Loading...
Logo TinLit
Read Story - When You Reach Me
MENU
About Us  

[ GIANA ]


KAKIKU KESEMUTAN.

Oke, mungkin kesannya aku agak hiperbolis, tapi aku merasa seakan-akan aku sudah duduk di sini selama dua jam. Nggak tahu deh kalau Malia, anak kelas sebelas yang juga sedang diceramahi Pak Danang, kayak gimana. Cewek tinggi berwajah jutek itu sedang diceramahi habis-habisan oleh Pak Danang, dan dia terus-menerus memandangku dengan tatapan nggak suka. Pipinya, yang habis dicakar-hasil maha karyaku, dikompres. 

"Udah berapa lama kita di sini?" bisikku pada Malia, walaupun hubunganku dan cewek itu nggak bisa dibilang bersahabat. Dan kami bahkan baru bertemu kurang dari satu jam yang lalu.

"Ck. Lebay kamu," Malia berbisik balik, walaupun bisikannya terlalu keras untuk bisa dibilang bisikan. "Baru juga, kayak, lima menit."

"Malia, Giana, bisa fokus ke perkataan Bapak tidak?" perintah kepala sekolahku itu dengan nada yang monoton namun autoritatif, mirip nada bicara guru IPA-ku waktu SMP dulu. Yang, notabene, jadi guru yang paling kubenci sepanjang kelas sembilan. 

Aku dan Malia langsung memfokuskan pandangan kami pada Pak Danang, walau kami berdua tahu betul kalau kami benci Pak Danang setengah mati. Well, se-enggaknya Malia benci Pak Danang setengah mati. Walaupun aku langsung memutuskan kalau aku nggak menyukai Pak Danang, aku-yang secara teknis baru satu hari menjadi murid di sekolah ini, kalau masa-masa MPLS yang bikin ngantuk itu nggak dihitung-nggak punya posisi untuk benar-benar membenci Pak Danang. 

Pak Danang menggeleng-gelengkan kepalanya. Tipikal orang tua yang nggak habis pikir sama perilaku "anak muda zaman sekarang"-whatever that means. "Bapak kecewa, lho, sama kamu. Seharusnya sebagai kakak kelas-apalagi kamu anggota OSIS-kamu bisa menjadi pembimbing yang baik buat adik-adik kamu." Mendengar Pak Danang secara nggak langsung menyebutku sebagai "adik"-nya, Malia meringis. "Dan Bapak kira, senioritas yang sudah lama berlangsung di sekolah ini udah nggak berlaku lagi.
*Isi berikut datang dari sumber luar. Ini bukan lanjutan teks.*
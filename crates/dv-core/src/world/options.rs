//! Generation and visibility configuration
//!
//! Handles the tunable limits used by the generator and the view code, and
//! loading them from a JSON file or `key=value` overrides.

use serde::{Deserialize, Serialize};
use std::path::Path;

use super::errors::{read_data_file, DungeonError, Result};
use crate::consts;

/// A level whose guardian must be placed when the level is generated
#[derive(Debug, Clone, PartialEq, Eq, Serialize, Deserialize)]
pub struct Quest {
    pub depth: i32,
    /// Race name of the guardian
    pub race: String,
}

/// Tunable limits for level generation and visibility
#[derive(Debug, Clone, PartialEq, Serialize, Deserialize)]
#[serde(default)]
pub struct GenConfig {
    // Visibility
    pub max_sight: i32,
    pub max_range: i32,

    // Level sizes
    pub dungeon_hgt: i32,
    pub dungeon_wid: i32,
    pub town_hgt: i32,
    pub town_wid: i32,
    pub max_depth: i32,

    // Population limits
    pub level_monster_max: usize,
    pub level_object_max: usize,
    pub min_m_alloc_level: i32,

    // Level feeling
    pub feeling_need: i32,

    // Generation control
    pub max_generation_attempts: u32,
    pub persistent_levels: bool,
    pub town_seed: u64,
    /// Force a cave profile by name instead of rolling one
    pub force_profile: Option<String>,
    pub quests: Vec<Quest>,
}

impl Default for GenConfig {
    fn default() -> Self {
        Self {
            max_sight: consts::MAX_SIGHT,
            max_range: 20,

            dungeon_hgt: consts::DUNGEON_HGT,
            dungeon_wid: consts::DUNGEON_WID,
            town_hgt: consts::TOWN_HGT,
            town_wid: consts::TOWN_WID,
            max_depth: consts::MAX_DEPTH,

            level_monster_max: 1024,
            level_object_max: 1024,
            min_m_alloc_level: 14,

            feeling_need: consts::FEELING_NEED,

            max_generation_attempts: 100,
            persistent_levels: false,
            town_seed: 0x5eed_7041,
            force_profile: None,
            quests: vec![
                Quest {
                    depth: 99,
                    race: "Sauron, the Sorcerer".to_string(),
                },
                Quest {
                    depth: 100,
                    race: "Morgoth, Lord of Darkness".to_string(),
                },
            ],
        }
    }
}

impl GenConfig {
    /// Load configuration from a JSON file
    pub fn load_from_file(path: &Path) -> Result<Self> {
        let contents = read_data_file(path)?;
        Self::from_json(&contents)
    }

    /// Parse configuration from a JSON string; missing keys keep defaults
    pub fn from_json(contents: &str) -> Result<Self> {
        let config: GenConfig = serde_json::from_str(contents)?;
        config.validate()?;
        Ok(config)
    }

    /// Serialize to pretty JSON
    pub fn to_json(&self) -> Result<String> {
        Ok(serde_json::to_string_pretty(self)?)
    }

    /// Apply one `key=value` override
    pub fn apply_override(&mut self, opt: &str) -> Result<()> {
        let (key, value) = opt
            .split_once('=')
            .or_else(|| opt.split_once(':'))
            .ok_or_else(|| DungeonError::Data(format!("expected key=value, got '{opt}'")))?;
        let key = key.trim();
        let value = value.trim();

        match key {
            "max_sight" => self.max_sight = parse_num(key, value)?,
            "max_range" => self.max_range = parse_num(key, value)?,
            "dungeon_hgt" => self.dungeon_hgt = parse_num(key, value)?,
            "dungeon_wid" => self.dungeon_wid = parse_num(key, value)?,
            "town_hgt" => self.town_hgt = parse_num(key, value)?,
            "town_wid" => self.town_wid = parse_num(key, value)?,
            "max_depth" => self.max_depth = parse_num(key, value)?,
            "level_monster_max" => self.level_monster_max = parse_num(key, value)?,
            "level_object_max" => self.level_object_max = parse_num(key, value)?,
            "min_m_alloc_level" => self.min_m_alloc_level = parse_num(key, value)?,
            "feeling_need" => self.feeling_need = parse_num(key, value)?,
            "max_generation_attempts" => self.max_generation_attempts = parse_num(key, value)?,
            "town_seed" => self.town_seed = parse_num(key, value)?,
            "persistent_levels" => {
                self.persistent_levels = match value {
                    "true" | "yes" | "1" => true,
                    "false" | "no" | "0" => false,
                    _ => return Err(DungeonError::Data(format!("bad boolean for {key}: {value}"))),
                }
            }
            "force_profile" => {
                self.force_profile = if value.is_empty() {
                    None
                } else {
                    Some(value.to_string())
                }
            }
            _ => return Err(DungeonError::Data(format!("unknown option '{key}'"))),
        }

        self.validate()
    }

    /// Is this depth guarded by a quest monster?
    pub fn is_quest(&self, depth: i32) -> bool {
        self.quests.iter().any(|q| q.depth == depth)
    }

    /// Reject configurations the generator cannot work with
    pub fn validate(&self) -> Result<()> {
        // Rooms need at least a few blocks each way
        if self.dungeon_hgt < 3 * consts::BLOCK_HGT || self.dungeon_wid < 3 * consts::BLOCK_WID {
            return Err(DungeonError::Data(format!(
                "dungeon size {}x{} is too small",
                self.dungeon_hgt, self.dungeon_wid
            )));
        }
        // Town needs room for two rows of shops
        if self.town_hgt < 20 || self.town_wid < 60 {
            return Err(DungeonError::Data(format!(
                "town size {}x{} is too small",
                self.town_hgt, self.town_wid
            )));
        }
        if self.max_sight < 1 || self.max_sight > consts::MAX_SIGHT * 2 {
            return Err(DungeonError::Data(format!("max_sight {} out of range", self.max_sight)));
        }
        if self.max_generation_attempts == 0 {
            return Err(DungeonError::Data("max_generation_attempts must be positive".into()));
        }
        Ok(())
    }
}

fn parse_num<T: std::str::FromStr>(key: &str, value: &str) -> Result<T> {
    value
        .parse()
        .map_err(|_| DungeonError::Data(format!("bad value for {key}: {value}")))
}
//! Error types for the dungeon core
//!
//! Recoverable builder failures are plain `bool` returns. Everything that
//! must stop the caller (bad data, exhausted retries, contract violations at
//! the grid boundary) is a [`DungeonError`].

use thiserror::Error;

/// Errors that can occur while loading data, generating or mutating a level
#[derive(Error, Debug, Clone, PartialEq, Eq)]
pub enum DungeonError {
    #[error("Grid ({y}, {x}) is outside the {height}x{width} chunk")]
    OutOfBounds {
        y: i32,
        x: i32,
        height: i32,
        width: i32,
    },

    #[error("Stale {kind} handle")]
    StaleHandle { kind: &'static str },

    #[error("Square ({y}, {x}) is already occupied")]
    Occupied { y: i32, x: i32 },

    #[error("Required terrain feature '{0}' is missing from the terrain table")]
    UnknownFeature(String),

    #[error("Blueprint '{name}' line {line}: {message}")]
    Blueprint {
        name: String,
        line: usize,
        message: String,
    },

    #[error("Bad data: {0}")]
    Data(String),

    #[error("Could not read '{path}': {reason}")]
    Io { path: String, reason: String },

    #[error("Level generation failed after {attempts} attempts: {reason}")]
    GenerationFailed { attempts: u32, reason: String },

    #[error("Invalid symmetry transform (rotate {rotate}, reflect {reflect})")]
    InvalidTransform { rotate: i32, reflect: bool },

    #[error("Chunk '{name}' does not fit at ({y}, {x})")]
    ChunkDoesNotFit { name: String, y: i32, x: i32 },
}

impl From<serde_json::Error> for DungeonError {
    fn from(err: serde_json::Error) -> Self {
        DungeonError::Data(err.to_string())
    }
}

/// Result alias used across the crate
pub type Result<T> = core::result::Result<T, DungeonError>;

/// Read a text file, mapping failures to [`DungeonError::Io`]
pub fn read_data_file(path: &std::path::Path) -> Result<String> {
    std::fs::read_to_string(path).map_err(|e| DungeonError::Io {
        path: path.display().to_string(),
        reason: e.to_string(),
    })
}
//! delve: level generator and visibility inspector
//!
//! Generates one level for a seed and depth, runs a visibility pass from
//! the player's position and prints what came out.

use std::path::PathBuf;
use std::process::ExitCode;

use clap::{Parser, ValueEnum};
use log::{error, info};
use serde::Serialize;

use dv_core::dungeon::{Chunk, Loc};
use dv_core::generate::{generate_level, BasicPopulator, GenData, LevelRequest};
use dv_core::player::Player;
use dv_core::world::{DungeonError, GenConfig, WorldState};
use dv_core::GameRng;

/// What to print
#[derive(Debug, Clone, Copy, PartialEq, Eq, ValueEnum)]
enum Output {
    /// The live level
    Map,
    /// The player's memory of the level after one look around
    Known,
    /// Summary of the generated level
    Json,
}

/// Generate a dungeon level and look at it
#[derive(Parser, Debug)]
#[command(name = "delve")]
#[command(author, version, about = "Generate and inspect dungeon levels", long_about = None)]
struct Args {
    /// Random seed
    #[arg(short = 's', long = "seed", default_value_t = 0)]
    seed: u64,

    /// Dungeon depth (0 is the town)
    #[arg(short = 'd', long = "depth", default_value_t = 1)]
    depth: i32,

    /// Game turn, for the town's day and night
    #[arg(short = 't', long = "turn", default_value_t = 0)]
    turn: u64,

    /// Player light radius
    #[arg(short = 'l', long = "light", default_value_t = 1)]
    light: i32,

    /// Configuration file (defaults to delve/config.json in the config directory)
    #[arg(short = 'c', long = "config")]
    config: Option<PathBuf>,

    /// Directory with terrain.json, room_template.txt, vault.txt or pit.json
    /// to use instead of the built-in tables
    #[arg(long = "data")]
    data: Option<PathBuf>,

    /// Override a configuration value, as key=value
    #[arg(short = 'o', long = "option")]
    options: Vec<String>,

    /// What to print
    #[arg(short = 'f', long = "format", value_enum, default_value_t = Output::Map)]
    format: Output,

    /// Debug logging
    #[arg(short = 'v', long = "verbose")]
    verbose: bool,
}

#[derive(Serialize)]
struct Summary {
    seed: u64,
    depth: i32,
    profile: String,
    name: String,
    height: i32,
    width: i32,
    attempts: u32,
    rooms: usize,
    monsters: usize,
    objects: usize,
    player: Option<(i32, i32)>,
    known_map: bool,
    obj_rating: u32,
    mon_rating: u32,
    feeling: u16,
    seen: usize,
    marked: usize,
}

fn main() -> ExitCode {
    let args = Args::parse();
    init_logging(args.verbose);

    match run(&args) {
        Ok(()) => ExitCode::SUCCESS,
        Err(err) => {
            error!("{err}");
            eprintln!("delve: {err}");
            ExitCode::FAILURE
        }
    }
}

fn init_logging(verbose: bool) {
    let mut builder = env_logger::Builder::new();
    builder.filter_level(if verbose {
        log::LevelFilter::Debug
    } else {
        log::LevelFilter::Warn
    });
    // RUST_LOG still wins over the flag
    builder.parse_default_env();
    builder.init();
}

/// Default configuration file location
fn default_config_path() -> Option<PathBuf> {
    let mut path = dirs::config_dir()?;
    path.push("delve");
    path.push("config.json");
    Some(path)
}

fn load_config(args: &Args) -> Result<GenConfig, DungeonError> {
    let path = args.config.clone().or_else(|| default_config_path().filter(|p| p.exists()));
    let mut config = match path {
        Some(path) => {
            info!("Loading configuration from {}", path.display());
            GenConfig::load_from_file(&path)?
        }
        None => GenConfig::default(),
    };
    for opt in &args.options {
        config.apply_override(opt)?;
    }
    Ok(config)
}

fn run(args: &Args) -> Result<(), DungeonError> {
    let config = load_config(args)?;
    let data = match &args.data {
        Some(dir) => GenData::load_dir(dir)?,
        None => GenData::builtin()?,
    };
    let mut pop = BasicPopulator::builtin(config.max_depth)?;
    let mut rng = GameRng::new(args.seed);

    let mut player = Player::new();
    player.set_depth(args.depth.clamp(0, config.max_depth - 1));
    player.cur_light = args.light;

    let request = LevelRequest {
        turn: args.turn,
        join: None,
    };
    let level = generate_level(&data, &config, &mut rng, &mut pop, &mut player, &request)?;
    let profile = level.profile.clone();
    let attempts = level.attempts;
    let rooms = level.centres.len();
    let known_map = level.known_map;

    let world = WorldState::from_generated(level, player, config);

    match args.format {
        Output::Map => print!("{}", render(&world.chunk, &world.chunk, world.player.grid)),
        Output::Known => print!("{}", render(&world.known, &world.chunk, world.player.grid)),
        Output::Json => {
            let c = &world.chunk;
            let summary = Summary {
                seed: args.seed,
                depth: c.depth,
                profile,
                name: c.name.clone(),
                height: c.height,
                width: c.width,
                attempts,
                rooms,
                monsters: c.monster_count(),
                objects: c.object_count(),
                player: world.player.grid.map(|g| (g.y, g.x)),
                known_map,
                obj_rating: c.obj_rating,
                mon_rating: c.mon_rating,
                feeling: c.feeling,
                seen: c.grids().filter(|&g| c.is_seen(g)).count(),
                marked: c.grids().filter(|&g| c.is_mark(g)).count(),
            };
            let json = serde_json::to_string_pretty(&summary)?;
            println!("{json}");
        }
    }
    Ok(())
}

/// Draw the terrain of `terrain`, with occupants from `live` where the
/// terrain chunk is the live one
fn render(terrain: &Chunk, live: &Chunk, player: Option<Loc>) -> String {
    let table = terrain.terrain();
    let show_occupants = std::ptr::eq(terrain, live);
    let mut out = String::with_capacity(((terrain.width + 1) * terrain.height) as usize);

    for y in 0..terrain.height {
        for x in 0..terrain.width {
            let grid = Loc::new(y, x);
            let glyph = if player == Some(grid) {
                '@'
            } else if show_occupants && live.monster_at(grid).is_some() {
                'M'
            } else if show_occupants && !live.objects_at(grid).is_empty() {
                '&'
            } else {
                table.get(terrain.feat(grid)).map_or(' ', |f| f.glyph)
            };
            out.push(glyph);
        }
        out.push('\n');
    }
    out
}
Bapak salah besar, ya, ternyata."

Nggak terima dengan perkataan Pak Danang barusan, Malia tahu-tahu bangkit berdiri sambil memukul meja. "Tapi dia-nya yang junioritas duluan, Pak!" Malia menunjukku. "Masa dia seenaknya aja gitu, kayak nggak ada hormat sama kakak kelas?"

Kenapa dan bagaimana aku dan Malia bisa berakhir di ruangan ini adalah sebuah cerita yang agak panjang. Sekolah baruku ternyata merupakan salah satu dari sekolah-sekolah yang menerapkan peraturan nggak tertulis kalau lorong tertentu hanya milik angkatan tertentu, dan apesnya aku secara nggak sengaja melalui lorong kelas sebelas saat sedang berusaha mencari lab komputer. Entah akunya yang belum terbiasa atau SMA baruku ini memang terlalu besar dan membingungkan. Waktu itu sedang jam istirahat, dan Malia beserta beberapa teman-teman sekelasnya sedang nongkrong di luar sambil membicarakan entah apa. Aku, yang sama sekali nggak tahu-menahu tentang peraturan lorong-tertentu-hanya-milik-angkatan-tertentu di sekolah ini, hanya berjalan melewati mereka santai, tanpa tahu bahaya apa yang sedang kupancing. 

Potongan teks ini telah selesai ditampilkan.